I am struck by the irony that people who head out to “get away from it all” actually end up in tiny parking-like stalls where their neighbours in several units on either side are scant footsteps away and able to hear any transgression of flatulence one might let slip after a meal of spicy smokies.
Neighbours who, while extolling the virtue of roughing it the great outdoors, unfurl their awnings, extend their pullouts, turn on their air conditioning, open up the compartments to reveal a complete outdoor kitchen with stove, sink, refrigerator 36” gas barbeque and a 52” TV. They then crank their stereos to drown out the 97 decibels that their 3500W generator emits.

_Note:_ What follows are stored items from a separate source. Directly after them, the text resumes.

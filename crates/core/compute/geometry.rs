//! Canonical service-area geometry.
//!
//! Raw rings arrive as `[longitude, latitude]` pairs. Building a polygon
//! validates every coordinate, closes the rings, drops repeated vertices and
//! normalizes winding: outer rings counter-clockwise, holes clockwise.
//!
//! Winding is measured on the sphere. A ring's interior is the side that holds
//! the centroid of its vertices, so every ring is taken to enclose less than a
//! hemisphere. This matches how geography columns in spatial databases read
//! polygons and lets a ring enclose a pole or cross the antimeridian without
//! any special encoding.

use crate::compute::spatial::containment;
use crate::compute::spatial::sphere::Vec3;
use crate::compute::validation::check_lng_lat;
use crate::error::{GeofenceError, Result};
use geofence_types::area::{AreaGeometry, RawRing};

/// Vertices closer than this on the unit sphere are the same vertex (~6 µm).
const SAME_VERTEX_EPS: f64 = 1e-12;

/// Rings whose vector area is this close to perpendicular to their centroid
/// direction enclose no region.
const DEGENERATE_RATIO: f64 = 1e-9;

/// A closed ring on the sphere, stored without the repeated closing vertex.
#[derive(Debug, Clone, PartialEq)]
pub struct SphericalRing {
    vertices: Vec<Vec3>,
    coords: Vec<[f64; 2]>,
}

impl SphericalRing {
    /// Unit vectors of the distinct vertices, in winding order.
    pub fn vertices(&self) -> &[Vec3] {
        &self.vertices
    }

    /// `[lng, lat]` of the distinct vertices, in winding order.
    pub fn coords(&self) -> &[[f64; 2]] {
        &self.coords
    }

    /// Consecutive vertex pairs, including the closing edge.
    pub fn edges(&self) -> impl Iterator<Item = (&Vec3, &Vec3)> + '_ {
        let n = self.vertices.len();
        (0..n).map(move |i| (&self.vertices[i], &self.vertices[(i + 1) % n]))
    }

    /// Sum of vertex unit vectors. Points into the ring's interior.
    pub fn centroid_direction(&self) -> Vec3 {
        self.vertices
            .iter()
            .fold(Vec3::new(0.0, 0.0, 0.0), |acc, v| acc.add(v))
    }

    fn reverse(&mut self) {
        self.vertices.reverse();
        self.coords.reverse();
    }
}

/// Immutable canonical polygon: one outer ring and zero or more holes.
#[derive(Debug, Clone, PartialEq)]
pub struct GeoPolygon {
    outer: SphericalRing,
    holes: Vec<SphericalRing>,
}

impl GeoPolygon {
    pub fn outer(&self) -> &SphericalRing {
        &self.outer
    }

    pub fn holes(&self) -> &[SphericalRing] {
        &self.holes
    }

    /// Closed-set containment of a `(lng, lat)` position, see
    /// [`containment::polygon_contains`].
    pub fn contains(&self, lng: f64, lat: f64) -> bool {
        containment::polygon_contains(self, &Vec3::from_lng_lat(lng, lat))
    }
}

/// Ordered, non-empty collection of polygons treated as one region.
#[derive(Debug, Clone, PartialEq)]
pub struct GeoMultiPolygon {
    polygons: Vec<GeoPolygon>,
}

impl GeoMultiPolygon {
    pub fn polygons(&self) -> &[GeoPolygon] {
        &self.polygons
    }

    /// True when any member polygon contains the position.
    pub fn contains(&self, lng: f64, lat: f64) -> bool {
        let point = Vec3::from_lng_lat(lng, lat);
        self.polygons
            .iter()
            .any(|polygon| containment::polygon_contains(polygon, &point))
    }
}

/// Build a canonical polygon from raw rings (outer ring first, then holes).
///
/// # Errors
///
/// [`GeofenceError::InvalidGeometry`] when there is no ring, a ring has fewer
/// than 3 distinct points, a coordinate is non-finite or out of range, two
/// consecutive vertices are antipodal, or a ring encloses no area.
///
/// # Examples
///
/// ```
/// use geofence::compute::geometry::build_polygon;
///
/// let square = vec![vec![[0.0, 0.0], [0.0, 1.0], [1.0, 1.0], [1.0, 0.0], [0.0, 0.0]]];
/// let polygon = build_polygon(&square).unwrap();
/// assert!(polygon.contains(0.5, 0.5));
/// assert!(!polygon.contains(2.0, 2.0));
///
/// let segment = vec![vec![[0.0, 0.0], [1.0, 1.0]]];
/// assert!(build_polygon(&segment).is_err());
/// ```
pub fn build_polygon(rings: &[RawRing]) -> Result<GeoPolygon> {
    let Some((outer_raw, holes_raw)) = rings.split_first() else {
        return Err(GeofenceError::InvalidGeometry(
            "Polygon must have an outer ring".to_string(),
        ));
    };

    let outer = build_ring(outer_raw, "outer ring", Winding::CounterClockwise)?;
    let holes = holes_raw
        .iter()
        .enumerate()
        .map(|(idx, raw)| build_ring(raw, &format!("hole {}", idx), Winding::Clockwise))
        .collect::<Result<Vec<_>>>()?;

    Ok(GeoPolygon { outer, holes })
}

/// Build a canonical multi-polygon from a list of raw polygons.
pub fn build_multi_polygon(polygons: &[&[RawRing]]) -> Result<GeoMultiPolygon> {
    if polygons.is_empty() {
        return Err(GeofenceError::InvalidGeometry(
            "Area must contain at least one polygon".to_string(),
        ));
    }

    let polygons = polygons
        .iter()
        .enumerate()
        .map(|(idx, rings)| {
            build_polygon(rings).map_err(|e| match e {
                GeofenceError::InvalidGeometry(msg) if polygons.len() > 1 => {
                    GeofenceError::InvalidGeometry(format!("Polygon {}: {}", idx, msg))
                }
                other => other,
            })
        })
        .collect::<Result<Vec<_>>>()?;

    Ok(GeoMultiPolygon { polygons })
}

/// Build the canonical geometry of a wire-format service area.
pub fn build_area(area: &AreaGeometry) -> Result<GeoMultiPolygon> {
    build_multi_polygon(&area.polygons())
}

#[derive(Debug, Clone, Copy, PartialEq, Eq)]
enum Winding {
    CounterClockwise,
    Clockwise,
}

fn build_ring(raw: &[[f64; 2]], label: &str, winding: Winding) -> Result<SphericalRing> {
    if raw.len() < 3 {
        return Err(GeofenceError::InvalidGeometry(format!(
            "{} has {} points, a ring needs at least 3",
            label,
            raw.len()
        )));
    }

    let mut ring = SphericalRing {
        vertices: Vec::with_capacity(raw.len()),
        coords: Vec::with_capacity(raw.len()),
    };

    for (idx, &[lng, lat]) in raw.iter().enumerate() {
        check_lng_lat(lng, lat).map_err(|e| {
            GeofenceError::InvalidGeometry(format!("{} point at index {}: {}", label, idx, e))
        })?;

        let vertex = Vec3::from_lng_lat(lng, lat);
        if ring
            .vertices
            .last()
            .is_some_and(|prev| same_vertex(prev, &vertex))
        {
            continue;
        }
        ring.vertices.push(vertex);
        ring.coords.push([lng, lat]);
    }

    // Drop the explicit closing point (and any run of repeats of the start).
    while ring.vertices.len() > 1
        && same_vertex(&ring.vertices[0], &ring.vertices[ring.vertices.len() - 1])
    {
        ring.vertices.pop();
        ring.coords.pop();
    }

    if ring.vertices.len() < 3 {
        return Err(GeofenceError::InvalidGeometry(format!(
            "{} has {} distinct points, a ring needs at least 3",
            label,
            ring.vertices.len()
        )));
    }

    if let Some((a, _)) = ring.edges().find(|(a, b)| a.dot(b) <= -1.0 + 1e-12) {
        return Err(GeofenceError::InvalidGeometry(format!(
            "{} has an edge between antipodal points starting at lat {:.6}",
            label,
            a.lat()
        )));
    }

    let vector_area = ring
        .edges()
        .fold(Vec3::new(0.0, 0.0, 0.0), |acc, (a, b)| acc.add(&a.cross(b)));
    let centroid = ring.centroid_direction();
    let alignment = vector_area.dot(&centroid);
    let scale = vector_area.norm() * centroid.norm();

    if scale <= 0.0 || alignment.abs() <= DEGENERATE_RATIO * scale {
        return Err(GeofenceError::InvalidGeometry(format!("{} encloses no area", label)));
    }

    let is_ccw = alignment > 0.0;
    if is_ccw != (winding == Winding::CounterClockwise) {
        ring.reverse();
    }

    Ok(ring)
}

#[inline]
fn same_vertex(a: &Vec3, b: &Vec3) -> bool {
    a.sub(b).dot(&a.sub(b)) <= SAME_VERTEX_EPS * SAME_VERTEX_EPS
}

/// Signed orientation of a canonical ring: positive for counter-clockwise.
#[cfg(test)]
fn ring_orientation(ring: &SphericalRing) -> f64 {
    ring.edges()
        .fold(Vec3::new(0.0, 0.0, 0.0), |acc, (a, b)| acc.add(&a.cross(b)))
        .dot(&ring.centroid_direction())
}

My family, while exhibiting the same pack mentality of communal togetherness in the wilderness of a nearby lake, nevertheless insists that real camping just consists of a tent, cooler and a campfire.
It is no small feat to ready our family up for a weekend of minimalism. Besides our industrial-size tent, there are 6 sleeping bags and 6 pillows, 6 blow up mattresses and 6 backpacks of clothes & toiletries. Then there are the 6 lawn chairs, 3 coolers of food and drinks, dishes, pots, campstove, 2 jugs of potable water, 2 portable picnic tables and a camp kitchen, wire weiner roasters, tarps, lanterns and an axe. Rounding out the pile we have the frisbee, horseshoes, beach balls and water wings and a first aid kit. Somehow, we manage to stuff all of these things, and us into the family car for a fleeting pioneer experience.
Lest you think otherwise, I am not being critical of the camping junket. On the contrary, I am grateful for any opportunity for a car ride, and happier still for the opportunity of quality family time with my humans in a place where adventure and new odours lie beyond every tree and bush. As a matter of fact, whenever I see the pile of equipment start to accumulate beside the family car, I quiver with excited anticipation.
Less delightful in this case is the journey. In our sojourn to the wide open spaces with our myriad of supplies to sustain us for the weekend, we are privy to a two hour ride with the intimacy of a sardine can. But even that is not a bone of contention with me. What frosts my buttons is that when the family goes on an camping excursion, everyone gets a window seat but me.